Out of Sight and Sound

Turn 'em off. If you're testifying before the House Transportation and Infrastructure Committee and you have a wireless phone, make sure you leave home without it because Rep. Don Young (R-Alaska) has banned them from his hearings.

Young is chairman of that panel, so you can be assured that when the Cellular Telecommunications and Internet Association and other communications industry representatives testified May 9 before Young's Highways and Transit Subcommittee, their cell phones were out of sight and on vibrate. He's Only a Temp

The Office of Management and Budget wasted no time getting temporary management chief Robert O'Neill into his new position as counselor to the director. OMB moved the still-president of the National Academy of Public Administration into his new office at 17th and Pennsylvania three days after announcing his appointment May 4. But they're not letting him out in public until he's had a chance to fully absorb the administration's position on the issues he will be handling.

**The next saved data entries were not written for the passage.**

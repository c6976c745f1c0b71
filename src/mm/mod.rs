//! # Memory Management Subsystem (MM)
//!
//! Alocação de memória do kernel, do boot até o heap.
//!
//! | Módulo    | Responsabilidade                                        |
//! |-----------|---------------------------------------------------------|
//! | `kmalloc` | Alocador em duas fases (placement → heap)               |
//! | `heap`    | Contrato `KernelHeap` + heap first-fit (`LinkedHeap`)   |
//! | `paging`  | Tradução virtual → física (`PageResolver`)              |
//! | `config`  | Constantes de tamanho                                   |
//! | `error`   | `MmError` / `MmResult`                                  |
//!
//! ## Ordem de inicialização
//!
//! 1. `KernelAllocator::setup` com o fim da imagem do kernel (boot).
//! 2. Estruturas de boot (page tables, IDT) saem do placement.
//! 3. `KernelAllocator::install_heap` quando a região do heap está mapeada.

pub mod config;
pub mod error;
pub mod heap;
pub mod kmalloc;
pub mod paging;


pub use config::{FRAME_SIZE, PAGE_OFFSET_MASK};
pub use error::{MmError, MmResult};
pub use heap::{KernelHeap, LinkedHeap};
pub use kmalloc::{Allocation, KernelAllocator};
pub use paging::{PageEntry, PageFlags, PageResolver};
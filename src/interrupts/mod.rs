//! # Interrupts
//!
//! Registro de handlers por vetor e despacho de exceções/IRQs.
//!
//! ```text
//! vetor → stub (arch::x86::entry) → TrapFrame
//!       → InterruptManager::dispatch_fault / dispatch_irq
//!       → InterruptRegistry (cadeia do vetor) → handlers, em ordem de registro
//! ```
//!
//! ## Faixas de vetores
//!
//! | Vetores     | Origem                 | Despachante      |
//! |-------------|------------------------|------------------|
//! | 0..32       | Exceções da CPU        | `dispatch_fault` |
//! | 32..48      | IRQs do PIC remapeado  | `dispatch_irq`   |
//! | 0x80        | Syscall (`int 0x80`)   | `dispatch_fault` |
//!
//! As cadeias são indexadas pelo vetor. Handlers de IRQ são registrados em
//! `IRQ_BASE + irq` (ver `attach_irq`).

pub mod dispatch;
pub mod registry;

#[cfg(test)]
mod test;

pub use dispatch::{InterruptManager, SchedulerHook};
pub use registry::{Chain, HandlerSlot, InterruptRegistry, Isr};

// =============================================================================
// CONFIGURAÇÃO
// =============================================================================

/// Número de vetores da IDT
pub const IDT_NUM_ENTRIES: usize = 256;

/// Capacidade do pool de handlers de cada vetor
pub const MAX_HANDLERS: usize = 50;

/// Número de exceções reservadas pela CPU
pub const EXCEPTION_COUNT: u8 = 32;

/// Primeiro vetor de IRQ após o remapeamento do PIC
pub const IRQ_BASE: u8 = 32;

/// Linhas de IRQ do par de PICs 8259
pub const IRQ_COUNT: u8 = 16;

/// Vetor de system call
pub const SYSCALL_VECTOR: u8 = 0x80;

/// Vetor de double fault (sempre fatal)
pub const DOUBLE_FAULT_VECTOR: u8 = 8;

/// IRQ do timer (reservada para o hook do scheduler)
pub const TIMER_IRQ: u8 = 0;

/// Converte uma linha de IRQ no vetor correspondente.
#[inline]
pub const fn irq_vector(irq: u8) -> u8 {
    IRQ_BASE + irq
}

/// O vetor pertence à faixa de IRQs de hardware?
#[inline]
pub const fn is_irq_vector(vector: u8) -> bool {
    vector >= IRQ_BASE && vector < IRQ_BASE + IRQ_COUNT
}

/// Nomes das exceções da CPU, indexados pelo vetor.
pub const EXCEPTION_MESSAGES: [&str; EXCEPTION_COUNT as usize] = [
    "Division by zero",
    "Debug",
    "Non-maskable interrupt",
    "Breakpoint",
    "Detected overflow",
    "Out-of-bounds",
    "Invalid opcode",
    "No coprocessor",
    "Double fault",
    "Coprocessor segment overrun",
    "Bad TSS",
    "Segment not present",
    "Stack fault",
    "General protection fault",
    "Page fault",
    "Unknown interrupt",
    "Coprocessor fault",
    "Alignment check (486+)",
    "Machine check (Pentium/586+)",
    "Reserved",
    "Reserved",
    "Reserved",
    "Reserved",
    "Reserved",
    "Reserved",
    "Reserved",
    "Reserved",
    "Reserved",
    "Reserved",
    "Reserved",
    "Reserved",
    "Reserved",
];

/// Nome legível de uma exceção; vetores fora da faixa de exceções não têm nome.
pub fn exception_name(vector: u8) -> Option<&'static str> {
    EXCEPTION_MESSAGES.get(vector as usize).copied()
}

// =============================================================================
// COLABORADOR: CONTROLADOR DE INTERRUPÇÕES
// =============================================================================

/// Contrato do controlador de interrupções (PIC 8259, APIC, mock).
pub trait InterruptController: Sync {
    /// Confirma a interrupção do vetor (EOI).
    /// Retorna `true` se a interrupção for espúria.
    fn acknowledge(&self, vector: u8) -> bool;

    /// Habilita (unmask) a linha de IRQ.
    fn enable_line(&self, irq: u8);

    /// Desabilita (mask) a linha de IRQ.
    fn disable_line(&self, irq: u8);

    /// Desabilita todas as linhas.
    fn disable_all(&self);
}

// =============================================================================
// ERROS
// =============================================================================

/// Erros do subsistema de interrupções
#[derive(Debug, Clone, Copy, PartialEq, Eq)]
pub enum IrqError {
    /// Todos os slots do vetor estão ocupados
    PoolExhausted,
    /// Linha de IRQ fora de 0..IRQ_COUNT
    InvalidIrq,
}

impl IrqError {
    pub fn as_str(&self) -> &'static str {
        match self {
            Self::PoolExhausted => "Pool de handlers do vetor esgotado",
            Self::InvalidIrq => "Linha de IRQ inválida",
        }
    }
}

impl core::fmt::Display for IrqError {
    fn fmt(&self, f: &mut core::fmt::Formatter<'_>) -> core::fmt::Result {
        write!(f, "{}", self.as_str())
    }
}

pub type IrqResult<T> = Result<T, IrqError>;
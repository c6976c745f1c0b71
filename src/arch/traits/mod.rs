//! Traits do Hardware Abstraction Layer (HAL).
//! Interfaces públicas que o núcleo usa para falar com a CPU.

pub mod cpu;

// Re-exportar para facilitar uso: `use crate::arch::traits::CpuOps;`
pub use cpu::CpuOps;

For at least the next four months, O'Neill will be filling in for the missing deputy director for management at OMB. This means, according to the agency, that he has oversight of the CIO, CFO and Procurement Executives councils and will "perform critical and sensitive reviews and evaluations of OMB initiatives." Despite this high-sounding charge, the silence could be because he won't be staying long. As one OMB official said with conviction, the chances that O'Neill will permanently fill the vacant slot are "less than zero."

Shocking, Just Shocking

Internal Revenue Service employees are spending far too much time surfing the Web for personal entertainment, including sports, gambling and checking out pornography sites, according to a report spotlighted May 8 by the Senate Finance Committee. The panel's chairman, Sen. Charles Grassley (R-Iowa), said many IRS employees are "clearly goofing off." He cited a report that said slightly more than half of IRS time spent on the Internet was for personal use. Almost half of 82,000 incoming e-mails reviewed were personal, including an online travel magazine and daily jokes. "Are taxpayers sitting on hold while IRS employees are surfing the Internet instead of answering the phone?" Grassley asked.

Meanwhile, a General Accounting Office study released last week said taxpayers often were unable to even reach an IRS toll-free help line, and when they did, they may have received inaccurate information about filing taxes. Perhaps IRS workers were distracted.